Así no podemos seguir, José Antonio Zarzalejos, La Vanguardia, 19.05.13

ASÍ NO PODEMOS SEGUIR
José Antonio Zarzalejos
La Vanguardia, 19.05.13

Los acuerdos sociales y políticos tienen en España un carácter de enorme excepcionalidad. La conciencia colectiva rememora en esta tesitura los alcanzados en octubre de 1977, denominados Pactos de la Moncloa, que sirvieron para acometer el periodo constituyente y para salir de una crisis en la que la inflación causaba estragos. Los que recuerdan la intervención de Enrique Fuentes Quintana en TVE -junio de 1977- explicando a la opinión pública las características de aquella recesión subrayan cómo el entonces vicepresidente para Asuntos Económicos sostuvo que los “problemas económicos tienen soluciones políticas”.

Hoy son necesarios acuerdos de la dimensión de los alcanzados entonces -incluso más profundos- y no sólo sobre aspectos económicos y sociales sino también institucionales y constitucionales. Porque así no podemos seguir. El deterioro ambiental y efectivo de la gobernanza del Estado y de determinadas comunidades, entre ellas Catalunya, requiere dosis masivas de sensatez y sentido de la proporción. Con un país inmerso en una ya larga recesión con horizonte aún lejano de superación en el que se inserta el fatídico porcentaje del 27% de desempleo, deben establecerse prioridades y ejecutarlas. Y entre ellas, la principal es la adecuación de las políticas a los requerimientos de la realidad, en línea con el preacuerdo del pasado miércoles entre el Govern, la patronal y los sindicatos para confeccionar el tercer pacto social estratégico.

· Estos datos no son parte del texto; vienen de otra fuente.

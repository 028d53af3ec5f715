//! Wire protocol message types.
//!
//! Every frame is one JSON value on its own line. Clients send a
//! [`Request`]; the server answers unary calls with a single [`Response`]
//! and streaming calls with `entry` frames closed by `end` or `error`.
//!
//! Frames are externally tagged: `{"read":{"partition":"p"}}`, or a bare
//! string such as `"cancel"` for variants without fields. Internally tagged
//! enums cannot carry numbers under serde_json's `arbitrary_precision`.

use std::fmt;

use hashlog::{Entry, VerifyFailure, VerifyOutcome, VerifyReport};
use serde::{Deserialize, Serialize};
use serde_json::Value;

use crate::error::ServiceError;

/// Client requests.
#[derive(Debug, Clone, PartialEq, Eq, Serialize, Deserialize)]
#[serde(rename_all = "snake_case")]
pub enum Request {
    /// Append a JSON payload, given as text.
    Append { partition: String, data: String },

    /// Stream stored entries.
    Read {
        partition: String,
        #[serde(default, skip_serializing_if = "Option::is_none")]
        start_seq: Option<u64>,
        #[serde(default, skip_serializing_if = "Option::is_none")]
        limit: Option<u64>,
    },

    /// Stream stored entries, then optionally follow new ones.
    Tail {
        partition: String,
        #[serde(default, skip_serializing_if = "Option::is_none")]
        start_seq: Option<u64>,
        #[serde(default)]
        follow: bool,
        /// Begin at the last `n` entries.
        #[serde(default, skip_serializing_if = "Option::is_none")]
        last: Option<u64>,
    },

    /// Verify a partition's hash chain.
    Verify { partition: String },

    /// List partition storage keys.
    ListPartitions,

    /// Fetch the newest entry of a partition.
    GetLastEntry { partition: String },

    /// Stop the tail running on this connection.
    Cancel,
}

/// Server responses.
#[derive(Debug, Clone, PartialEq, Eq, Serialize, Deserialize)]
#[serde(rename_all = "snake_case")]
pub enum Response {
    Appended(AppendResponse),
    Entry(WireEntry),
    /// A Read or Tail stream finished normally.
    End,
    Verified(VerifyResponse),
    Partitions { partitions: Vec<String> },
    LastEntry {
        found: bool,
        #[serde(default, skip_serializing_if = "Option::is_none")]
        entry: Option<WireEntry>,
    },
    Error(Status),
}

/// Result of an append.
#[derive(Debug, Clone, PartialEq, Eq, Default, Serialize, Deserialize)]
pub struct AppendResponse {
    pub success: bool,
    pub seq: u64,
    pub timestamp: String,
    pub hash: String,
    #[serde(default, skip_serializing_if = "Option::is_none")]
    pub error: Option<String>,
}

impl AppendResponse {
    pub fn appended(entry: &Entry) -> Self {
        Self {
            success: true,
            seq: entry.seq,
            timestamp: entry.timestamp.clone(),
            hash: entry.hash.clone(),
            error: None,
        }
    }

    pub fn failed(error: impl Into<String>) -> Self {
        Self {
            success: false,
            error: Some(error.into()),
            ..Default::default()
        }
    }
}

/// Result of a verification.
#[derive(Debug, Clone, PartialEq, Eq, Default, Serialize, Deserialize)]
pub struct VerifyResponse {
    pub valid: bool,
    pub entries_verified: u64,
    #[serde(default, skip_serializing_if = "Option::is_none")]
    pub final_hash: Option<String>,
    #[serde(default, skip_serializing_if = "Option::is_none")]
    pub error: Option<String>,
    /// Index of the first offending entry.
    #[serde(default, skip_serializing_if = "Option::is_none")]
    pub failed_index: Option<u64>,
    /// Violation kind, e.g. `hash_mismatch` or `not_found`.
    #[serde(default, skip_serializing_if = "Option::is_none")]
    pub violation: Option<String>,
}

impl VerifyResponse {
    /// A response for a verification that could not run.
    pub fn failed(error: impl Into<String>) -> Self {
        Self {
            error: Some(error.into()),
            ..Default::default()
        }
    }
}

impl From<VerifyReport> for VerifyResponse {
    fn from(report: VerifyReport) -> Self {
        match report.outcome {
            VerifyOutcome::Valid { final_hash } => Self {
                valid: true,
                entries_verified: report.entries_verified,
                final_hash: Some(final_hash),
                ..Default::default()
            },
            VerifyOutcome::Invalid(failure) => {
                let (failed_index, violation) = match &failure {
                    VerifyFailure::NotFound(_) => (None, "not_found"),
                    VerifyFailure::Violation(v) => (Some(v.index()), v.kind()),
                };
                Self {
                    valid: false,
                    entries_verified: report.entries_verified,
                    final_hash: None,
                    error: Some(failure.to_string()),
                    failed_index,
                    violation: Some(violation.to_string()),
                }
            }
        }
    }
}

/// An entry on the wire. `data` travels as JSON text.
#[derive(Debug, Clone, PartialEq, Eq, Serialize, Deserialize)]
pub struct WireEntry {
    pub seq: u64,
    pub timestamp: String,
    pub partition: String,
    pub prev_hash: String,
    pub data: String,
    pub hash: String,
}

impl WireEntry {
    /// Decode back into an [`Entry`].
    pub fn into_entry(self) -> Result<Entry, ServiceError> {
        let data: Value = serde_json::from_str(&self.data)
            .map_err(|e| ServiceError::Protocol(format!("entry {} has invalid data: {}", self.seq, e)))?;
        Ok(Entry {
            seq: self.seq,
            timestamp: self.timestamp,
            partition: self.partition,
            prev_hash: self.prev_hash,
            data,
            hash: self.hash,
        })
    }
}

impl From<&Entry> for WireEntry {
    fn from(entry: &Entry) -> Self {
        Self {
            seq: entry.seq,
            timestamp: entry.timestamp.clone(),
            partition: entry.partition.clone(),
            prev_hash: entry.prev_hash.clone(),
            data: entry.data.to_string(),
            hash: entry.hash.clone(),
        }
    }
}

/// Status codes carried by error frames.
#[derive(Debug, Clone, Copy, PartialEq, Eq, Hash, Serialize, Deserialize)]
#[serde(rename_all = "snake_case")]
pub enum StatusCode {
    NotFound,
    InvalidArgument,
    Internal,
    Cancelled,
}

impl fmt::Display for StatusCode {
    fn fmt(&self, f: &mut fmt::Formatter<'_>) -> fmt::Result {
        let name = match self {
            StatusCode::NotFound => "NOT_FOUND",
            StatusCode::InvalidArgument => "INVALID_ARGUMENT",
            StatusCode::Internal => "INTERNAL",
            StatusCode::Cancelled => "CANCELLED",
        };
        f.write_str(name)
    }
}

/// An error frame.
#[derive(Debug, Clone, PartialEq, Eq, Serialize, Deserialize)]
pub struct Status {
    pub code: StatusCode,
    pub message: String,
}

impl Status {
    pub fn new(code: StatusCode, message: impl Into<String>) -> Self {
        Self {
            code,
            message: message.into(),
        }
    }

    pub fn not_found(message: impl Into<String>) -> Self {
        Self::new(StatusCode::NotFound, message)
    }

    pub fn invalid_argument(message: impl Into<String>) -> Self {
        Self::new(StatusCode::InvalidArgument, message)
    }

    pub fn internal(message: impl Into<String>) -> Self {
        Self::new(StatusCode::Internal, message)
    }

    pub fn cancelled(message: impl Into<String>) -> Self {
        Self::new(StatusCode::Cancelled, message)
    }
}

impl fmt::Display for Status {
    fn fmt(&self, f: &mut fmt::Formatter<'_>) -> fmt::Result {
        write!(f, "{}: {}", self.code, self.message)
    }
}

#[cfg(test)]
mod tests {
    use super::*;
    use hashlog::core::{ChainViolation, EntryBuilder};
    use serde_json::json;

    #[test]
    fn test_request_wire_format() {
        let req: Request =
            serde_json::from_str(r#"{"tail":{"partition":"p","start_seq":3,"follow":true}}"#)
                .unwrap();
        assert_eq!(
            req,
            Request::Tail {
                partition: "p".into(),
                start_seq: Some(3),
                follow: true,
                last: None,
            }
        );

        let text = serde_json::to_string(&Request::ListPartitions).unwrap();
        assert_eq!(text, r#""list_partitions""#);

        let cancel: Request = serde_json::from_str(r#""cancel""#).unwrap();
        assert_eq!(cancel, Request::Cancel);
    }

    #[test]
    fn test_response_wire_format() {
        let text = serde_json::to_string(&Response::End).unwrap();
        assert_eq!(text, r#""end""#);

        let text = serde_json::to_string(&Response::Error(Status::not_found("gone"))).unwrap();
        assert_eq!(text, r#"{"error":{"code":"not_found","message":"gone"}}"#);

        let resp: Response = serde_json::from_str(
            r#"{"appended":{"success":true,"seq":18446744073709551615,"timestamp":"t","hash":"h"}}"#,
        )
        .unwrap();
        match resp {
            Response::Appended(appended) => assert_eq!(appended.seq, u64::MAX),
            other => panic!("unexpected {:?}", other),
        }
    }

    #[test]
    fn test_wire_entry_keeps_wide_integers() {
        let data: Value = serde_json::from_str(r#"{"n":100000000000000000000}"#).unwrap();
        let entry = EntryBuilder::genesis("p")
            .timestamp("2024-01-01T00:00:00.000000+00:00")
            .data(data)
            .build();

        let wire = WireEntry::from(&entry);
        assert_eq!(wire.data, r#"{"n":100000000000000000000}"#);
        let back = wire.into_entry().unwrap();
        assert!(back.has_valid_hash());
        assert_eq!(back, entry);
    }

    #[test]
    fn test_wire_entry_keeps_hash_valid() {
        let entry = EntryBuilder::genesis("p")
            .timestamp("2024-01-01T00:00:00.000000+00:00")
            .data(json!({"b": [1, 2.5, null], "a": "x"}))
            .build();

        let wire = WireEntry::from(&entry);
        let back = wire.into_entry().unwrap();
        assert_eq!(back, entry);
        assert!(back.has_valid_hash());
    }

    #[test]
    fn test_verify_response_from_broken_report() {
        let report = VerifyReport::invalid(
            3,
            VerifyFailure::Violation(ChainViolation::SequenceMismatch {
                index: 3,
                expected: 3,
                found: 9,
            }),
        );
        let resp = VerifyResponse::from(report);
        assert!(!resp.valid);
        assert_eq!(resp.failed_index, Some(3));
        assert_eq!(resp.violation.as_deref(), Some("sequence_mismatch"));
        assert_eq!(
            resp.error.as_deref(),
            Some("sequence mismatch at entry 3: expected 3, got 9")
        );
    }

    #[test]
    fn test_verify_response_not_found() {
        let resp = VerifyResponse::from(VerifyReport::not_found("q"));
        assert!(!resp.valid);
        assert_eq!(resp.entries_verified, 0);
        assert_eq!(resp.violation.as_deref(), Some("not_found"));
        assert_eq!(resp.error.as_deref(), Some("partition 'q' not found"));
    }
}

La perversión del modelo constitucional por excitación exacerbada de una estúpida espiral de emulación territorial ha frustrado a Catalunya hasta el punto de transformar muchas energías autonomistas en secesionistas, aunque no sean tan mayoritarias como para aseverar que los catalanes desean la secesión, pero sí una nueva relación con el Estado. Por otra parte, el plante de muchos barones autonómicos del PP ante la pretensión gubernamental de aflojar las exigencias del objetivo del déficit a la Generalitat (y a la Comunidad Valenciana, a Murcia y a Baleares), ha expresado con desoladora desnudez el distanciamiento emocional entre el Principado y el resto de España, al tiempo que ha subrayado la deficiente gestión del Ejecutivo de Rajoy en la cuestión catalana que pretende abordarse cuando ha avanzado desordenadamente y sin cortafuego político alguno.

La esquizofrenia del Govern impulsando la creación de las denominadas estructuras de Estado, por una parte, y, por otra, negociando a calzón quitado con Madrid asuntos de régimen ordinario, desquician cualquier análisis que pretenda discurrir por argumentaciones coherentes. Así lo manifiestan periodistas alemanes y británicos invitados recientemente por el Gobierno español y que no logran comprender cómo en las circunstancias en las que nos encontramos nos permitimos la banalidad de zarandear el modelo territorial del Estado.

La apuesta soberanista de CiU y ERC, además, se está demostrando insuficiente desde muchos puntos de vista. Así, desde el cualitativo porque carece del apoyo del sistema financiero catalán y de la gran empresa radicada en Barcelona, además de suscitar la renuencia de amplios sectores sociales que contemplan el panorama reclamando una moratoria en la estrategia de la tensión que el president Mas alimenta con una insistencia digna, en las actuales circunstancias, de mejor causa, como sería la paliativa de la crisis y del paro que en Catalunya concierne a casi a un millón de sus residentes.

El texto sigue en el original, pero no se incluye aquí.